Splunk Migration from Commercial to GovCloud - 2. Search Head.md 3.7 KB
Splunk Migration from Commercial to GovCloud
Migrate the SH (This needs to be fleshed out to deal with the name change)
Terraform and highstate a new search head
cd ~/xdr-terraform-live/test/aws-us-gov/mdr-test-c2/170-splunk-searchhead
tfswitch
terragrunt apply
sleep 300
ssh gc-dev-salt-master
salt 'moose-splunk-sh.pvt.xdrtest.accenturefederalcyber.com' state.highstate --output-diff
*** FYI: It became kind of a mess during the sh migration. Expect to have to fix some things from these docs ***
pre-rsync legacy to local:
cd
mkdir tmp/moose-sh
# this can be run multiple times without issue. You may wish to do
# it first before you've stopped splunk to minimize the interruption.
time rsync --rsync-path="sudo rsync" -avz --delete --progress prod-moose-splunk-sh:/opt/splunk tmp/moose-sh \
--exclude '*.log' \
--exclude '*.log.*' \
--exclude '*.bundle'
Excluding directories seems to be a recipe for trouble.
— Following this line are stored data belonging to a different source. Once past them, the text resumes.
//! The scalar expression IR (`AluExp`).
//!
//! An `AluExp` is an immutable algebraic term `(op, dtype, src[], arg?)`.
//! Constructors validate dtypes and perform local peephole simplification
//! (constant folding, identities, interval tightening), so an expression is
//! simplified by construction and rebuilding a term re-simplifies it.
//!
//! Terms are shared through `Rc` and compared structurally; sharing is safe
//! because every node is immutable after construction.
//!
//! # Module structure
//!
//! - `mod`: node type, constructors, interval propagation
//! - `transform`: `substitute`, `rewrite`, `collect`, `reindex_gids`
//! - `eval`: reference interpreter and per-op scalar semantics

mod eval;
mod transform;
#[cfg(test)]
mod tests;

pub use eval::{binary_scalar, compare_scalar, unary_scalar, BufferReader, NoBuffers};

use std::fmt;
use std::hash::{Hash, Hasher};
use std::rc::Rc;

use crate::dtype::{DType, Scalar};
use crate::error::IrError;
use crate::tracker::ShapeTracker;
use crate::IrResult;

/// Operation tag of an expression node.
#[derive(Debug, Clone, Copy, PartialEq, Eq, Hash)]
pub enum AluOp {
    // binary arithmetic, dtype-preserving
    Add,
    Sub,
    Mul,
    Idiv,
    Mod,
    // float-only unary
    Neg,
    Sin,
    Cos,
    Exp,
    Log,
    Sqrt,
    Reciprocal,
    // comparisons, produce bool
    Cmplt,
    Cmpeq,
    Cmpne,
    // ternary select
    Where,
    // leaves
    Const,
    Special,
    // buffer reads: logical (pre-lowering) and physical (post-lowering)
    GlobalView,
    GlobalIndex,
}

/// Non-child payload of a node.
#[derive(Debug, Clone, PartialEq, Eq, Hash)]
pub enum AluArg {
    None,
    /// Literal value of a `Const` node.
    Const(Scalar),
    /// Named loop variable with a known exclusive upper bound.
    Special { name: String, bound: usize },
    /// Abstract read from input buffer `gid` through a view; the logical
    /// index vector lives in `src`.
    View { gid: usize, tracker: ShapeTracker },
    /// Physical read from input buffer `gid`; the offset expression is
    /// `src[0]`.
    Global { gid: usize },
}

#[derive(Debug)]
pub(crate) struct AluNode {
    op: AluOp,
    dtype: DType,
    src: Vec<AluExp>,
    arg: AluArg,
    /// Inclusive value interval, when one is known. `None` means unbounded
    /// or unordered (complex).
    range: Option<(f64, f64)>,
}

/// An immutable, structurally-shared scalar expression.
#[derive(Clone)]
pub struct AluExp(Rc<AluNode>);

impl fmt::Debug for AluExp {
    fn fmt(&self, f: &mut fmt::Formatter<'_>) -> fmt::Result {
        write!(f, "{self}")
    }
}

impl PartialEq for AluExp {
    fn eq(&self, other: &Self) -> bool {
        if Rc::ptr_eq(&self.0, &other.0) {
            return true;
        }
        self.0.op == other.0.op
            && self.0.dtype == other.0.dtype
            && self.0.arg == other.0.arg
            && self.0.src == other.0.src
    }
}

impl Eq for AluExp {}

impl Hash for AluExp {
    fn hash<H: Hasher>(&self, state: &mut H) {
        self.0.op.hash(state);
        self.0.dtype.hash(state);
        self.0.arg.hash(state);
        for s in &self.0.src {
            s.hash(state);
        }
    }
}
But if you really want to try, you can add the following:
--exclude 'splunk/etc/system/default/' \
--exclude 'splunk/etc/system/bin/' \
--exclude 'splunk/etc/system/static/' \
--exclude 'splunk/etc/system/README' \
--exclude 'splunk/var/log/' \
--exclude 'splunk/var/run/*.bundle' \
--exclude 'splunk/var/run/dispatch/' \
--exclude 'splunk/bin/'
Stop new SH and copy files across:
ssh gc-prod-moose-splunk-sh
sudo systemctl stop splunk
sudo systemctl disable splunk # To prevent accidents, but dont forget to turn it back on!
exit
time rsync --rsync-path="sudo rsync" -avz --delete --progress tmp/moose-sh/splunk/ gc-prod-moose-splunk-sh:/opt/splunk/ \
--exclude '*.log' \
--exclude '*.log.*' \
--exclude '*.bundle'
Post to slack:
The commercial MOOSE Search Head is going down for the transition to GovCloud. I will notify again when the new server is operational.
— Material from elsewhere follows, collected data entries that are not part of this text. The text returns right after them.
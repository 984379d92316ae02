//! Reference interpreter for `AluExp`.
//!
//! Used by the CPU backend to run tuned kernels and by property tests to
//! check that tracker lowering and the simplifier preserve meaning. The
//! per-op numeric semantics here are normative:
//!
//! - `Idiv(x, y)` is `floor(x / y)`
//! - `Mod(x, y)` is `x - Idiv(x, y) * y`
//! - on `bool`, `Add` is OR and `Mul` is AND

use std::collections::HashMap;

use num_complex::Complex32;

use super::{AluArg, AluExp, AluOp};
use crate::dtype::{DType, Scalar};
use crate::error::IrError;
use crate::IrResult;

/// Source of buffer elements for `GlobalView`/`GlobalIndex` reads.
pub trait BufferReader {
    fn read_global(&self, gid: usize, offset: i64, dtype: DType) -> IrResult<Scalar>;
}

/// Reader for expressions that must not touch any buffer.
#[derive(Debug, Clone, Copy, Default)]
pub struct NoBuffers;

impl BufferReader for NoBuffers {
    fn read_global(&self, gid: usize, _offset: i64, _dtype: DType) -> IrResult<Scalar> {
        Err(IrError::Eval(format!(
            "expression reads buffer {gid} but no buffers were provided"
        )))
    }
}

impl AluExp {
    /// Evaluate under an assignment of `Special` variables and a buffer
    /// reader.
    pub fn evaluate(
        &self,
        ctx: &HashMap<String, i64>,
        globals: &dyn BufferReader,
    ) -> IrResult<Scalar> {
        match (self.op(), self.arg()) {
            (AluOp::Const, AluArg::Const(s)) => Ok(*s),
            (AluOp::Special, AluArg::Special { name, .. }) => {
                let v = *ctx
                    .get(name)
                    .ok_or_else(|| IrError::Eval(format!("unbound loop variable {name}")))?;
                Ok(Scalar::I32(v as i32))
            }
            (AluOp::GlobalView, AluArg::View { gid, tracker }) => {
                let mut idx = Vec::with_capacity(self.src().len());
                for s in self.src() {
                    let v = s.evaluate(ctx, globals)?.as_i64().ok_or_else(|| {
                        IrError::Eval("non-integer index in GlobalView".into())
                    })?;
                    idx.push(v);
                }
                let (offset, valid) = tracker.offset_and_valid(&idx);
                if valid {
                    globals.read_global(*gid, offset, self.dtype())
                } else {
                    Ok(Scalar::zero(self.dtype()))
                }
            }
            (AluOp::GlobalIndex, AluArg::Global { gid }) => {
                let off = self.src()[0]
                    .evaluate(ctx, globals)?
                    .as_i64()
                    .ok_or_else(|| IrError::Eval("non-integer offset in GlobalIndex".into()))?;
                globals.read_global(*gid, off, self.dtype())
            }
            (AluOp::Where, _) => {
                let c = self.src()[0]
                    .evaluate(ctx, globals)?
                    .as_bool()
                    .ok_or_else(|| IrError::Eval("non-bool Where condition".into()))?;
                if c {
                    self.src()[1].evaluate(ctx, globals)
                } else {
                    self.src()[2].evaluate(ctx, globals)
                }
            }
            (op @ (AluOp::Cmplt | AluOp::Cmpeq | AluOp::Cmpne), _) => {
                let a = self.src()[0].evaluate(ctx, globals)?;
                let b = self.src()[1].evaluate(ctx, globals)?;
                compare_scalar(op, a, b)
            }
            (op @ (AluOp::Add | AluOp::Sub | AluOp::Mul | AluOp::Idiv | AluOp::Mod), _) => {
                let a = self.src()[0].evaluate(ctx, globals)?;
                let b = self.src()[1].evaluate(ctx, globals)?;
                binary_scalar(op, self.dtype(), a, b)
            }
            (op, _) => {
                let a = self.src()[0].evaluate(ctx, globals)?;
                unary_scalar(op, a)
            }
        }
    }
}

fn floor_div_i64(a: i64, b: i64) -> IrResult<i64> {
    if b == 0 {
        return Err(IrError::Eval("integer division by zero".into()));
    }
    let q = a / b;
    let r = a % b;
    Ok(if r != 0 && ((r < 0) != (b < 0)) { q - 1 } else { q })
}

/// Binary arithmetic on scalars. Operands are cast to `dtype` first
/// (lenient mixed-dtype behavior: the result dtype is the first operand's).
pub fn binary_scalar(op: AluOp, dtype: DType, a: Scalar, b: Scalar) -> IrResult<Scalar> {
    let a = a.cast(dtype)?;
    let b = b.cast(dtype)?;
    match (a, b) {
        (Scalar::F32(x), Scalar::F32(y)) => {
            let v = match op {
                AluOp::Add => x + y,
                AluOp::Sub => x - y,
                AluOp::Mul => x * y,
                AluOp::Idiv => (x / y).floor(),
                AluOp::Mod => x - (x / y).floor() * y,
                _ => return Err(IrError::Type(format!("{op:?} is not binary arithmetic"))),
            };
            Ok(Scalar::F32(v))
        }
        (Scalar::I32(x), Scalar::I32(y)) => {
            let (x, y) = (x as i64, y as i64);
            let v = match op {
                AluOp::Add => x + y,
                AluOp::Sub => x - y,
                AluOp::Mul => x * y,
                AluOp::Idiv => floor_div_i64(x, y)?,
                AluOp::Mod => x - floor_div_i64(x, y)? * y,
                _ => return Err(IrError::Type(format!("{op:?} is not binary arithmetic"))),
            };
            Ok(Scalar::I32(v as i32))
        }
        (Scalar::U32(x), Scalar::U32(y)) => {
            let v = match op {
                AluOp::Add => x.wrapping_add(y),
                AluOp::Sub => x.wrapping_sub(y),
                AluOp::Mul => x.wrapping_mul(y),
                AluOp::Idiv => {
                    if y == 0 {
                        return Err(IrError::Eval("integer division by zero".into()));
                    }
                    x / y
                }
                AluOp::Mod => {
                    if y == 0 {
                        return Err(IrError::Eval("integer division by zero".into()));
                    }
                    x % y
                }
                _ => return Err(IrError::Type(format!("{op:?} is not binary arithmetic"))),
            };
            Ok(Scalar::U32(v))
        }
        (Scalar::Bool(x), Scalar::Bool(y)) => {
            let v = match op {
                AluOp::Add => x || y,
                AluOp::Mul => x && y,
                _ => return Err(IrError::Type(format!("{op:?} is not defined on bool"))),
            };
            Ok(Scalar::Bool(v))
        }
        (Scalar::C64(x), Scalar::C64(y)) => {
            let v = match op {
                AluOp::Add => x + y,
                AluOp::Sub => x - y,
                AluOp::Mul => x * y,
                _ => return Err(IrError::Type(format!("{op:?} is not defined on complex64"))),
            };
            Ok(Scalar::C64(v))
        }
        _ => Err(IrError::Type("mismatched scalar dtypes after cast".into())),
    }
}

/// Float-only unary semantics.
pub fn unary_scalar(op: AluOp, a: Scalar) -> IrResult<Scalar> {
    let x = match a {
        Scalar::F32(x) => x,
        _ => {
            return Err(IrError::Type(format!(
                "{op:?} requires float32, got {}",
                a.dtype()
            )))
        }
    };
    let v = match op {
        AluOp::Neg => -x,
        AluOp::Sin => x.sin(),
        AluOp::Cos => x.cos(),
        AluOp::Exp => x.exp(),
        AluOp::Log => x.ln(),
        AluOp::Sqrt => x.sqrt(),
        AluOp::Reciprocal => x.recip(),
        _ => return Err(IrError::Type(format!("{op:?} is not unary"))),
    };
    Ok(Scalar::F32(v))
}

/// Comparison semantics; real operands compare by value, complex operands
/// support only equality.
pub fn compare_scalar(op: AluOp, a: Scalar, b: Scalar) -> IrResult<Scalar> {
    if let (Scalar::C64(x), Scalar::C64(y)) = (a, b) {
        return match op {
            AluOp::Cmpeq => Ok(Scalar::Bool(complex_bits_eq(x, y))),
            AluOp::Cmpne => Ok(Scalar::Bool(!complex_bits_eq(x, y))),
            _ => Err(IrError::Type("complex64 values are unordered".into())),
        };
    }
    let x = a
        .as_f64()
        .ok_or_else(|| IrError::Type("cannot compare complex with real".into()))?;
    let y = b
        .as_f64()
        .ok_or_else(|| IrError::Type("cannot compare complex with real".into()))?;
    let v = match op {
        AluOp::Cmplt => x < y,
        AluOp::Cmpeq => x == y,
        AluOp::Cmpne => x != y,
        _ => return Err(IrError::Type(format!("{op:?} is not a comparison"))),
    };
    Ok(Scalar::Bool(v))
}

fn complex_bits_eq(x: Complex32, y: Complex32) -> bool {
    x.re == y.re && x.im == y.im
}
Final sync from legacy SH:
ssh prod-moose-splunk-sh
sudo systemctl stop splunk
sudo systemctl disable splunk
exit
# Run both rsyncs above
Fix permissions on the new sh
ssh gc-prod-moose-splunk-sh
sudo chown -R splunk:splunk /opt/splunk
# Fix hostnames
sudo sed -i 's/moose-splunk-sh.msoc.defpoint.local/moose-splunk-sh.pvt.xdr.accenturefederalcyber.com/' /opt/splunk/etc/system/local/*.conf
sudo sed -i 's/moose-splunk-sh.msoc.defpoint.local/moose-splunk-sh.pvt.xdr.accenturefederalcyber.com/' /opt/splunk/etc/apps/SplunkEnterpriseSecuritySuite/local/inputs.conf
sudo sed -i 's/moose-splunk-sh.msoc.defpoint.local/moose-splunk-sh.pvt.xdr.accenturefederalcyber.com/' /opt/splunk/etc/apps/SA-AFS-ES-KO/local/inputs.conf
Run highstate to fix saml:
ssh gc-prod-salt-master
salt 'moose-splunk-sh.pvt*' state.highstate test=true --output-diff
salt 'moose-splunk-sh.pvt*' state.highstate test=false --output-diff
ssh gc-prod-moose-splunk-sh
sudo systemctl start splunk
sudo systemctl enable splunk
Validate that you can log into https://moose-splunk.pvt.xdr.accenturefederalcyber.com
Post to slack:
The govcloud MOOSE Search Head in govcloud is up. We are commencing testing of functionality and resolving any issues we find. Please let us know if you find anything here and we will resolve them as we are able. Note: The URL has changes. The new url is `https://moose-splunk.pvt.xdr.accenturefederalcyber.com`. In the Okta launch page, it is listed as `Moose Splunk SH [Prod] [GC]`.
Disable okta legacy entries
Update phantom to point to new SH?
???
Post to slack:
We believe all issues related to the migration of the moose search head have been resolved. If you find further issues, please @mention me here, send me an email, or call me at 616-634-4933 if it's critical. Please remember to include as much detail as possible, including steps to reproduce the issue, expected behavior, and actual behavior. Thanks!